Jim Bishop fait partie des meilleurs auteurs-dessinateurs ! Cette année, il termine sa trilogie de l’enfant. Sa nouvelle BD se nomme L’Enfantôme. L’histoire affiche deux ados subissant le système scolaire. Grandir, est-ce s’empoisonner ? Découvrez un artiste rêveur, mais aussi nietzschéen.

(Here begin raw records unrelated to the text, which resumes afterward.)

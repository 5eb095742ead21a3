//! Token manager
//!
//! Owns the bidirectional literal↔token mapping and the per-label counters
//! used to mint sequential tokens. The two maps are kept mutually inverse at
//! all times: rebinding a literal deletes its old token's reverse entry, and
//! rebinding a token unbinds the literal it previously resolved to.
//!
//! All state sits behind one mutex, so every operation is atomic with
//! respect to concurrent readers. After each mutation the full state is
//! handed to the [`MappingStore`]; a failing store is logged and otherwise
//! ignored.

pub mod naming;
pub mod store;

pub use naming::{format_token, TokenKind};
pub use store::{JsonFileStore, MappingStore, MemoryStore, TokenState};

use crate::domain::Result;
use std::collections::{BTreeMap, HashMap};
use std::sync::{Arc, Mutex, MutexGuard, PoisonError};

#[derive(Debug, Default)]
struct Mappings {
    scope: Option<String>,
    forward: HashMap<String, String>,
    reverse: HashMap<String, String>,
    counters: HashMap<String, u64>,
}

impl Mappings {
    fn from_state(state: TokenState) -> Self {
        let mut mappings = Self {
            scope: state.scope,
            counters: state.counters.into_iter().collect(),
            ..Self::default()
        };

        for (literal, token) in state.mappings {
            if mappings.reverse.contains_key(&token) {
                tracing::warn!(
                    token = %token,
                    "Persisted state binds a token twice, keeping the first binding"
                );
                continue;
            }
            mappings.reverse.insert(token.clone(), literal.clone());
            mappings.forward.insert(literal, token);
        }

        mappings
    }

    fn to_state(&self) -> TokenState {
        TokenState {
            scope: self.scope.clone(),
            mappings: self
                .forward
                .iter()
                .map(|(l, t)| (l.clone(), t.clone()))
                .collect(),
            counters: self
                .counters
                .iter()
                .map(|(k, v)| (k.clone(), *v))
                .collect(),
        }
    }

    fn bind(&mut self, literal: &str, token: &str) {
        if let Some(old_token) = self.forward.get(literal).cloned() {
            if old_token == token {
                return;
            }
            self.reverse.remove(&old_token);
        }

        if let Some(old_literal) = self.reverse.get(token).cloned() {
            if old_literal != literal {
                self.forward.remove(&old_literal);
            }
        }

        self.forward.insert(literal.to_string(), token.to_string());
        self.reverse.insert(token.to_string(), literal.to_string());
    }

    fn clear(&mut self) {
        self.forward.clear();
        self.reverse.clear();
        self.counters.clear();
    }
}

/// Session-scoped literal↔token mapping
///
/// # Examples
///
/// ```
/// use shroud::anonymization::tokens::TokenManager;
///
/// let tokens = TokenManager::in_memory();
/// let first = tokens.issue_token("ip", "10.0.0.5");
/// let again = tokens.issue_token("ip", "10.0.0.5");
///
/// assert_eq!(first, "IP_1");
/// assert_eq!(first, again);
/// assert_eq!(tokens.resolve("IP_1").as_deref(), Some("10.0.0.5"));
/// ```
pub struct TokenManager {
    state: Mutex<Mappings>,
    store: Arc<dyn MappingStore>,
}

impl TokenManager {
    /// Create a manager, resuming whatever state `store` holds
    ///
    /// # Errors
    ///
    /// Returns an error if the store holds state that cannot be read.
    pub fn new(store: Arc<dyn MappingStore>) -> Result<Self> {
        let mappings = match store.load()? {
            Some(state) => Mappings::from_state(state),
            None => Mappings::default(),
        };

        tracing::debug!(
            store = %store.describe(),
            mappings = mappings.forward.len(),
            "Token state loaded"
        );

        Ok(Self {
            state: Mutex::new(mappings),
            store,
        })
    }

    /// Create a manager backed by a fresh in-memory store
    pub fn in_memory() -> Self {
        Self {
            state: Mutex::new(Mappings::default()),
            store: Arc::new(MemoryStore::new()),
        }
    }

    fn lock(&self) -> MutexGuard<'_, Mappings> {
        self.state.lock().unwrap_or_else(PoisonError::into_inner)
    }

    fn persist(&self, mappings: &Mappings) {
        if let Err(e) = self.store.save(&mappings.to_state()) {
            tracing::warn!(
                store = %self.store.describe(),
                error = %e,
                "Failed to persist token state, continuing in memory"
            );
        }
    }

    /// Return the token for `literal`, minting one for `label` if needed
    ///
    /// Idempotent: a known literal keeps its token and no counter moves.
    pub fn issue_token(&self, label: &str, literal: &str) -> String {
        let mut mappings = self.lock();

        if let Some(existing) = mappings.forward.get(literal) {
            return existing.clone();
        }

        let key = naming::counter_key(label);
        let token = loop {
            let counter = mappings.counters.entry(key.clone()).or_insert(0);
            *counter += 1;
            let candidate = naming::format_token(label, *counter);
            if !mappings.reverse.contains_key(&candidate) {
                break candidate;
            }
            tracing::debug!(token = %candidate, "Token already bound, advancing counter");
        };

        mappings.bind(literal, &token);
        self.persist(&mappings);
        token
    }

    /// Bind `literal` to `token`, replacing any previous binding of either
    pub fn store_mapping(&self, literal: &str, token: &str) {
        let mut mappings = self.lock();
        mappings.bind(literal, token);
        self.persist(&mappings);
    }

    /// Literal currently bound to `token`
    pub fn resolve(&self, token: &str) -> Option<String> {
        self.lock().reverse.get(token).cloned()
    }

    /// Token currently bound to `literal`
    pub fn token_for(&self, literal: &str) -> Option<String> {
        self.lock().forward.get(literal).cloned()
    }

    /// True when `text` is an issued token
    pub fn is_token(&self, text: &str) -> bool {
        self.lock().reverse.contains_key(text)
    }

    /// Snapshot of literal → token
    pub fn all_mappings(&self) -> BTreeMap<String, String> {
        self.lock()
            .forward
            .iter()
            .map(|(l, t)| (l.clone(), t.clone()))
            .collect()
    }

    /// Snapshot of token → literal
    pub fn reverse_mappings(&self) -> BTreeMap<String, String> {
        self.lock()
            .reverse
            .iter()
            .map(|(t, l)| (t.clone(), l.clone()))
            .collect()
    }

    /// Last index issued for a label's counter
    pub fn counter(&self, label: &str) -> u64 {
        self.lock()
            .counters
            .get(&naming::counter_key(label))
            .copied()
            .unwrap_or(0)
    }

    /// Number of live mappings
    pub fn len(&self) -> usize {
        self.lock().forward.len()
    }

    /// True when no mapping exists
    pub fn is_empty(&self) -> bool {
        self.lock().forward.is_empty()
    }

    /// Scope the current state belongs to
    pub fn scope(&self) -> Option<String> {
        self.lock().scope.clone()
    }

    /// Drop all mappings and counters
    pub fn clear(&self) {
        let mut mappings = self.lock();
        mappings.clear();
        self.persist(&mappings);
        tracing::info!("Token mappings cleared");
    }

    /// Attach the state to `scope`, clearing it when it belongs to another one
    ///
    /// Returns `true` when existing mappings were discarded.
    pub fn bind_scope(&self, scope: &str) -> bool {
        let mut mappings = self.lock();
        if mappings.scope.as_deref() == Some(scope) {
            return false;
        }

        let discarded = !mappings.forward.is_empty() || !mappings.counters.is_empty();
        if discarded {
            tracing::info!(
                previous = mappings.scope.as_deref().unwrap_or("<none>"),
                scope = %scope,
                "Rule scope changed, resetting token mappings"
            );
            mappings.clear();
        }
        mappings.scope = Some(scope.to_string());
        self.persist(&mappings);
        discarded
    }
}

impl std::fmt::Debug for TokenManager {
    fn fmt(&self, f: &mut std::fmt::Formatter<'_>) -> std::fmt::Result {
        // Literals stay out of debug output
        f.debug_struct("TokenManager")
            .field("mappings", &self.len())
            .field("store", &self.store.describe())
            .finish()
    }
}
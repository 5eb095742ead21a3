//! Anonymize command implementation
//!
//! Prints the anonymized text on stdout. When the engine blocks the call,
//! nothing is printed on stdout and the exit code is 3.

use super::read_input;
use crate::anonymization::AnonymizationEngine;
use crate::config::ShroudConfig;
use clap::Args;
use std::path::PathBuf;

/// Arguments for the anonymize command
#[derive(Args, Debug)]
pub struct AnonymizeArgs {
    /// Input file (reads stdin when omitted)
    #[arg(short, long)]
    pub input: Option<PathBuf>,

    /// Print a JSON summary (anonymized text, tokens, counts) instead of the text
    #[arg(long)]
    pub json: bool,
}

impl AnonymizeArgs {
    /// Execute the anonymize command
    pub async fn execute(&self, config: &ShroudConfig) -> anyhow::Result<i32> {
        let engine = match AnonymizationEngine::from_config(config) {
            Ok(engine) => engine,
            Err(e) => {
                crate::log_error_with_context!(&e, "Engine initialization failed");
                eprintln!("❌ Failed to initialize anonymization engine");
                eprintln!("   Error: {e}");
                return Ok(2);
            }
        };

        let input = read_input(self.input.as_deref()).await?;

        let result = match engine.anonymize(&input).await {
            Ok(result) => result,
            Err(e) => {
                crate::log_error_with_context!(&e, "Anonymization blocked");
                eprintln!("❌ {e}");
                return Ok(3);
            }
        };

        for failure in &result.failed_patterns {
            eprintln!(
                "⚠️  Pattern \"{}\" failed during matching: {}",
                failure.pattern, failure.reason
            );
        }

        if self.json {
            println!("{}", serde_json::to_string_pretty(&result.summary())?);
        } else {
            print!("{}", result.anonymized);
        }

        Ok(0)
    }
}
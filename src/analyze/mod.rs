// src/analyze/mod.rs
//! Text side of the pipeline: spam suppression, then cashtag and contract extraction.

pub mod antispam;
pub mod contract;
pub mod ticker;

pub use crate::analyze::antispam::{AntiSpam, AntiSpamParams};
pub use crate::analyze::contract::{ContractExtractor, ContractMention};
pub use crate::analyze::ticker::{BatchExtraction, ExclusionSet, Mention, TickerExtractor};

Les réactions des persos de L’Enfantôme sont souvent « over the top ». J’aime beaucoup cet aspect. Je repense à mon enfance. J’avais tendance à exagérer mes propos. Ça faisait rire mes camarades. Dans ta BD, ça va tellement loin. Rapidement, on découvre diverses scènes horrifiques. Comme si une petite phrase pouvait perturber le parcours d’une vie. Parfois, l’école et les parents éteignent un enfant, juste avec un mot, une phrase. Tu voulais transmettre cette idée.
Oui. C’est clairement ça. Et dans la bande dessinée, j’ai mis beaucoup de choses de mon réel. Il suffit d’une phrase qui t’appartient pour aller vers une direction. Peut-être, c’était la bonne direction. Par exemple, toute la phase où le gamin, le boutonneux, il exprime le fait qu’il veut être gérant de magasin de jeux vidéo – c’est un peu un « running gag » dans la bédé –, c’est parce que c’est ce dont je rêvais quand j’étais gamin. Je rêvais d’avoir un magasin de jeux vidéo. Ces magasins, dans les années 90, il y en avait vraiment beaucoup. Les jeux d’occasion était aussi beaucoup plus accessibles. Il n’y avait pas autant de gens qui achetaient de jeux vidéo sur Internet. Tu pouvais trouver de grandes pépites, des jeux pas chers. Les jeux d’occasion, avant, c’était quelque chose de beaucoup plus intéressant et satisfaisant. Maintenant, ça n’existe quasiment plus.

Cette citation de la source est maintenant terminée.